PDSI adalah organisasi sempalan, so tidak memiliki kewenangan mengeluarkan rekomendasi izin praktik dokter. Sampai saat ini, organisasi profesi yang memiliki kewenangan tersebut hanya IDI. Izin praktik Terawan masih berlaku sampai 5 Agustus 2023. Setelah itu, ia butuh rekomendasi IDI untuk memperpanjang izin. Terkait hal itu, Jajang meyakini DPR akan segera merevisi Undang-Undang Praktik Kedokteran sebagaimana yang belakangan digaungkan untuk mengevaluasi IDI.
Pemberhentian Terawan adalah hasil Muktamar Ke-31 IDI di Banda Aceh. Maret lalu diputuskan pemberhentian tetap Terawan sebagai anggota. Keputusan itu diambil oleh PB IDI setelah pengurus mendapat rekomendasi dari Majelis Kehormatan Etik Kedokteran (MKEK) IDI. Terawan dipecat karena dianggap melakukan pelanggaran etika berat.

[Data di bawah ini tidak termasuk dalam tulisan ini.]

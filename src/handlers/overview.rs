use axum::{extract::State, http::StatusCode, response::Response};

use crate::auth::Session;
use crate::notify::Flash;
use crate::state::AppState;
use crate::views::{self, overview};

/// GET /dashboard - stat cards and the monthly projects chart.
///
/// The two backend reads run concurrently and fail independently; a failed one renders its own
/// message in place.
pub async fn show(State(state): State<AppState>, session: Session, flash: Flash) -> Response {
    let (stats, monthly) = futures::join!(state.backend.overview(), state.backend.monthly_projects());

    let stats = stats.map_err(|e| {
        tracing::warn!("overview stats unavailable: {}", e);
        e.user_message("Failed to load statistics")
    });
    let monthly = monthly.map_err(|e| {
        tracing::warn!("monthly projects unavailable: {}", e);
        e.user_message("Failed to load chart data")
    });

    let body = overview::render(
        stats.as_ref().map_err(String::as_str),
        monthly.as_deref().map_err(String::as_str),
    );
    let html = views::layout("Overview", "/dashboard", &session, &flash.0, &body);
    views::render(StatusCode::OK, html, &flash)
}
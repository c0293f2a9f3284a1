use crate::auth::Session;
use crate::forms::{FieldDescriptor, FieldErrors, FormValues};
use crate::notify::Toast;

use super::form::{self, FormView, SelectOptions};
use super::{document, escape, layout, toasts};

fn auth_card(title: &str, notices: &[Toast], form_html: &str, footer: &str) -> String {
    let body = format!(
        r#"<main class="main" style="max-width:460px;margin:48px auto"><h1>{}</h1>{}{}<p>{}</p></main>"#,
        escape(title),
        toasts(notices),
        form_html,
        footer
    );
    document(title, &body)
}

pub fn login(fields: &[FieldDescriptor], values: &FormValues, errors: Option<&FieldErrors>, notices: &[Toast]) -> String {
    let form_html = form::render(&FormView {
        fields,
        values,
        errors,
        options: &SelectOptions::new(),
        action: "/login",
        hidden: &[],
        submit: "Login",
        cancel: None,
    });
    auth_card(
        "Login",
        notices,
        &form_html,
        r#"Don't have an account? <a href="/register">Register</a>"#,
    )
}

pub fn register(fields: &[FieldDescriptor], values: &FormValues, errors: Option<&FieldErrors>, notices: &[Toast]) -> String {
    let form_html = form::render(&FormView {
        fields,
        values,
        errors,
        options: &SelectOptions::new(),
        action: "/register",
        hidden: &[],
        submit: "Create account",
        cancel: None,
    });
    auth_card(
        "Create an account",
        notices,
        &form_html,
        r#"Already have an account? <a href="/login">Login</a>"#,
    )
}

/// Blocking confirmation shown before any delete
pub fn confirm_delete(
    session: &Session,
    current_path: &str,
    what: &str,
    label: &str,
    action: &str,
    hidden: &[(&'static str, String)],
    cancel: &str,
) -> String {
    let hidden_inputs: String = hidden
        .iter()
        .map(|(name, value)| format!(r#"<input type="hidden" name="{}" value="{}">"#, name, escape(value)))
        .collect();
    let body = format!(
        r#"<div class="card" role="alertdialog"><h2>Are you sure?</h2><p>This will permanently delete the {} <strong>{}</strong>. This action cannot be undone.</p><form method="post" action="{}">{}<button type="submit" class="danger">Delete</button> <a class="button secondary" href="{}">Cancel</a></form></div>"#,
        escape(what),
        escape(label),
        escape(action),
        hidden_inputs,
        escape(cancel)
    );
    layout(&format!("Delete {}", what), current_path, session, &[], &body)
}

pub fn logout_confirm(session: &Session) -> String {
    let body = r#"<div class="card" role="alertdialog"><h2>Are you sure you want to logout?</h2><p>You will need to sign in again to access the dashboard.</p><form method="post" action="/logout"><button type="submit" class="danger">Logout</button> <a class="button secondary" href="/dashboard">Cancel</a></form></div>"#;
    layout("Logout", "/logout", session, &[], body)
}

pub fn not_found() -> String {
    document(
        "Page not found",
        r#"<main class="main" style="text-align:center;margin-top:80px"><h1>404</h1><p>The page you are looking for does not exist.</p><a class="button" href="/dashboard">Back to dashboard</a></main>"#,
    )
}

pub fn error(status: u16, message: &str) -> String {
    document(
        "Something went wrong",
        &format!(
            r#"<main class="main" style="text-align:center;margin-top:80px"><h1>{}</h1><p>{}</p><a class="button" href="/dashboard">Back to dashboard</a></main>"#,
            status,
            escape(message)
        ),
    )
}
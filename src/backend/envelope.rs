// backend/envelope.rs - schema validation at the network boundary
//
// Every backend response goes through `read_envelope`, which turns HTTP status, body shape and the
// `success` flag into a typed Result before any caller looks at the payload.

use serde::de::DeserializeOwned;
use serde::Deserialize;
use serde_json::Value;

use super::models::WirePagination;
use super::BackendError;

/// `{ success, message, data, pagination, token }` with everything optional on the wire
#[derive(Debug, Default, Deserialize)]
pub(crate) struct Envelope {
    #[serde(default)]
    pub success: Option<bool>,
    #[serde(default)]
    pub message: Option<String>,
    #[serde(default)]
    pub data: Option<Value>,
    #[serde(default)]
    pub pagination: Option<WirePagination>,
    #[serde(default)]
    pub token: Option<String>,
}

impl Envelope {
    /// Decode `data` into `T`, treating absence as a schema violation
    pub fn data<T: DeserializeOwned>(&mut self) -> Result<T, BackendError> {
        let data = self
            .data
            .take()
            .ok_or_else(|| BackendError::Schema("response is missing 'data'".to_string()))?;
        serde_json::from_value(data).map_err(|e| BackendError::Schema(e.to_string()))
    }

    pub fn pagination(&mut self) -> Result<WirePagination, BackendError> {
        self.pagination
            .take()
            .ok_or_else(|| BackendError::Schema("response is missing 'pagination'".to_string()))
    }
}

pub(crate) async fn read_envelope(response: reqwest::Response) -> Result<Envelope, BackendError> {
    let status = response.status();
    let bytes = response.bytes().await?;
    parse_envelope(status, &bytes)
}

pub(crate) fn parse_envelope(status: reqwest::StatusCode, bytes: &[u8]) -> Result<Envelope, BackendError> {
    let body: Option<Value> = serde_json::from_slice(bytes).ok();

    if !status.is_success() {
        let message = body
            .as_ref()
            .and_then(|b| b.get("message"))
            .and_then(Value::as_str)
            .filter(|m| !m.is_empty())
            .map(str::to_string)
            .unwrap_or_else(|| format!("backend responded with {}", status));
        return Err(BackendError::Api {
            status: status.as_u16(),
            message,
        });
    }

    let body = body.ok_or_else(|| BackendError::Schema("response body is not JSON".to_string()))?;
    let envelope: Envelope =
        serde_json::from_value(body).map_err(|e| BackendError::Schema(e.to_string()))?;

    if envelope.success == Some(false) {
        return Err(BackendError::Api {
            status: status.as_u16(),
            message: envelope
                .message
                .clone()
                .unwrap_or_else(|| "request failed".to_string()),
        });
    }

    Ok(envelope)
}
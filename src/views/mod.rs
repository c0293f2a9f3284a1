//! Server-rendered HTML.
//!
//! Pages are assembled with `format!` around [`escape`]d values. Every dashboard page goes through
//! [`layout`], which adds the sidebar and the toast region.

pub mod form;
pub mod overview;
pub mod pages;
pub mod table;

use axum::http::StatusCode;
use axum::response::{Html, IntoResponse, Response};

use crate::auth::Session;
use crate::notify::{Flash, Toast};

/// Escape text for element content and double-quoted attributes
pub fn escape(value: &str) -> String {
    let mut out = String::with_capacity(value.len());
    for c in value.chars() {
        match c {
            '&' => out.push_str("&amp;"),
            '<' => out.push_str("&lt;"),
            '>' => out.push_str("&gt;"),
            '"' => out.push_str("&quot;"),
            '\'' => out.push_str("&#39;"),
            _ => out.push(c),
        }
    }
    out
}

struct NavItem {
    label: &'static str,
    href: &'static str,
}

const SIDEBAR: &[NavItem] = &[
    NavItem { label: "Overview", href: "/dashboard" },
    NavItem { label: "All Projects", href: "/dashboard/projects" },
    NavItem { label: "Categories", href: "/dashboard/categories" },
    NavItem { label: "Profiles", href: "/dashboard/profile" },
];

/// `/dashboard` is active only on an exact match, the others on their whole subtree
pub fn is_active(href: &str, current: &str) -> bool {
    if href == "/dashboard" {
        return current == href;
    }
    current == href || current.starts_with(&format!("{}/", href))
}

const STYLE: &str = r#"
body{margin:0;font-family:system-ui,sans-serif;color:#111827;background:#F9FAFB}
a{color:#2563EB}
.shell{display:flex;min-height:100vh}
.sidebar{width:220px;background:#111827;color:#F9FAFB;padding:24px 16px}
.sidebar a{display:block;padding:8px 12px;border-radius:6px;color:#D1D5DB;text-decoration:none}
.sidebar a.active{background:#374151;color:#FFFFFF}
.main{flex:1;padding:24px 32px}
.topbar{display:flex;justify-content:space-between;align-items:center;margin-bottom:24px}
.card{background:#FFFFFF;border:1px solid #E5E7EB;border-radius:8px;padding:16px}
.cards{display:grid;grid-template-columns:repeat(4,1fr);gap:16px;margin-bottom:24px}
table{width:100%;border-collapse:collapse;background:#FFFFFF}
th,td{text-align:left;padding:12px;border-bottom:1px solid #E5E7EB;font-size:14px}
.badge{display:inline-block;padding:2px 10px;border-radius:999px;font-size:12px;background:#E5E7EB}
.toast{padding:10px 14px;border-radius:6px;margin-bottom:8px}
.toast.success{background:#DCFCE7;color:#166534}
.toast.error{background:#FEE2E2;color:#991B1B}
.field{margin-bottom:14px}
.field label{display:block;font-size:14px;margin-bottom:4px}
.field input,.field select{width:100%;max-width:420px;padding:8px;border:1px solid #D1D5DB;border-radius:6px}
.field .error{color:#B91C1C;font-size:13px}
.pager{display:flex;justify-content:space-between;align-items:center;margin-top:16px}
.pager a,.pager span{padding:4px 10px;border:1px solid #D1D5DB;border-radius:6px;margin-left:4px;text-decoration:none}
.pager .current{background:#E5E7EB}
.pager .disabled{color:#9CA3AF}
button,.button{padding:8px 14px;border-radius:6px;border:1px solid #111827;background:#111827;color:#FFFFFF;cursor:pointer;text-decoration:none}
.button.secondary{background:#FFFFFF;color:#111827}
.danger{background:#B91C1C;border-color:#B91C1C}
"#;

pub fn toasts(toasts: &[Toast]) -> String {
    if toasts.is_empty() {
        return String::new();
    }
    let items: String = toasts
        .iter()
        .map(|t| format!(r#"<div class="toast {}" role="status">{}</div>"#, t.kind.as_str(), escape(&t.message)))
        .collect();
    format!(r#"<div class="toasts">{}</div>"#, items)
}

/// Bare document used by the public pages
pub fn document(title: &str, body: &str) -> String {
    format!(
        "<!doctype html>\n<html lang=\"en\"><head><meta charset=\"utf-8\"><meta name=\"viewport\" content=\"width=device-width, initial-scale=1\"><title>{} | Admin Dashboard</title><style>{}</style></head><body>{}</body></html>",
        escape(title),
        STYLE,
        body
    )
}

/// Dashboard chrome: sidebar, header with the signed-in user, notifications, then `body`
pub fn layout(title: &str, current_path: &str, session: &Session, notices: &[Toast], body: &str) -> String {
    let nav: String = SIDEBAR
        .iter()
        .map(|item| {
            let class = if is_active(item.href, current_path) { " class=\"active\"" } else { "" };
            format!(r#"<a href="{}"{}>{}</a>"#, item.href, class, item.label)
        })
        .collect();

    let main = format!(
        r#"<div class="shell"><nav class="sidebar"><h2>Dashboard</h2>{nav}<a href="/logout">Logout</a></nav><main class="main"><div class="topbar"><h1>{title}</h1><span>{user}</span></div>{toasts}{body}</main></div>"#,
        nav = nav,
        title = escape(title),
        user = escape(&session.name),
        toasts = toasts(notices),
        body = body,
    );
    document(title, &main)
}

/// HTML response that also expires the consumed flash cookie
pub fn render(status: StatusCode, html: String, flash: &Flash) -> Response {
    crate::notify::consume((status, Html(html)).into_response(), flash)
}
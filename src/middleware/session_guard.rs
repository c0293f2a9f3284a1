use axum::{
    extract::{FromRequestParts, Request, State},
    http::{header, request::Parts, HeaderMap},
    middleware::Next,
    response::{IntoResponse, Redirect, Response},
};

use crate::auth::cookie::{read_cookie, removal_cookie, to_header_value, SESSION_COOKIE};
use crate::auth::Session;
use crate::state::AppState;

pub const LOGIN_PATH: &str = "/login";

/// Gate for everything under `/dashboard`: verifies the session cookie and the configured role
/// policy, then attaches the [`Session`] to the request. Any failure is a redirect to the login page.
pub async fn session_guard(State(state): State<AppState>, mut request: Request, next: Next) -> Response {
    let path = request.uri().path().to_string();

    let Some(token) = read_cookie(request.headers(), SESSION_COOKIE) else {
        tracing::debug!(%path, "no session cookie, redirecting to login");
        return Redirect::to(LOGIN_PATH).into_response();
    };

    let session = match state.keys.verify(&token) {
        Ok(session) => session,
        Err(e) => {
            tracing::debug!(%path, "rejecting session: {}", e);
            return redirect_clearing_session();
        }
    };

    if !session.permits(state.config.security.role_policy) {
        tracing::debug!(%path, user = %session.email, "role not permitted, redirecting to login");
        return redirect_clearing_session();
    }

    request.extensions_mut().insert(session);
    next.run(request).await
}

/// Session from the cookie, if the guard would let it through
pub fn current_session(state: &AppState, headers: &HeaderMap) -> Option<Session> {
    read_cookie(headers, SESSION_COOKIE)
        .and_then(|token| state.keys.verify(&token).ok())
        .filter(|session| session.permits(state.config.security.role_policy))
}

fn redirect_clearing_session() -> Response {
    let mut response = Redirect::to(LOGIN_PATH).into_response();
    if let Some(value) = to_header_value(&removal_cookie(SESSION_COOKIE)) {
        response.headers_mut().append(header::SET_COOKIE, value);
    }
    response
}

/// Handlers behind the guard take the verified session as an argument
#[axum::async_trait]
impl<S: Send + Sync> FromRequestParts<S> for Session {
    type Rejection = Redirect;

    async fn from_request_parts(parts: &mut Parts, _state: &S) -> Result<Self, Self::Rejection> {
        parts
            .extensions
            .get::<Session>()
            .cloned()
            .ok_or_else(|| Redirect::to(LOGIN_PATH))
    }
}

Pemberhentian Terawan merupakan kelanjutan eksekusi sanksi terhadap Terawan sejak Muktamar IDI di Samarinda pada 2018 lalu. MKEK menjatuhkan sanksi etik kepada Terawan. Terawan dinyatakan terbukti melanggar etika kedokteran karena melakukan terapi pasien stroke dengan metode Intra Arterial Heparin Flushing (IAHF) atau metode cuci otak.Â
Menurut berbagai pakar IDI dan hasil investigasi Satgas Kemenkes, metode itu tidak memiliki bukti ilmiah, sehingga terapi untuk pasien dipastikan melanggar etik kedokteran.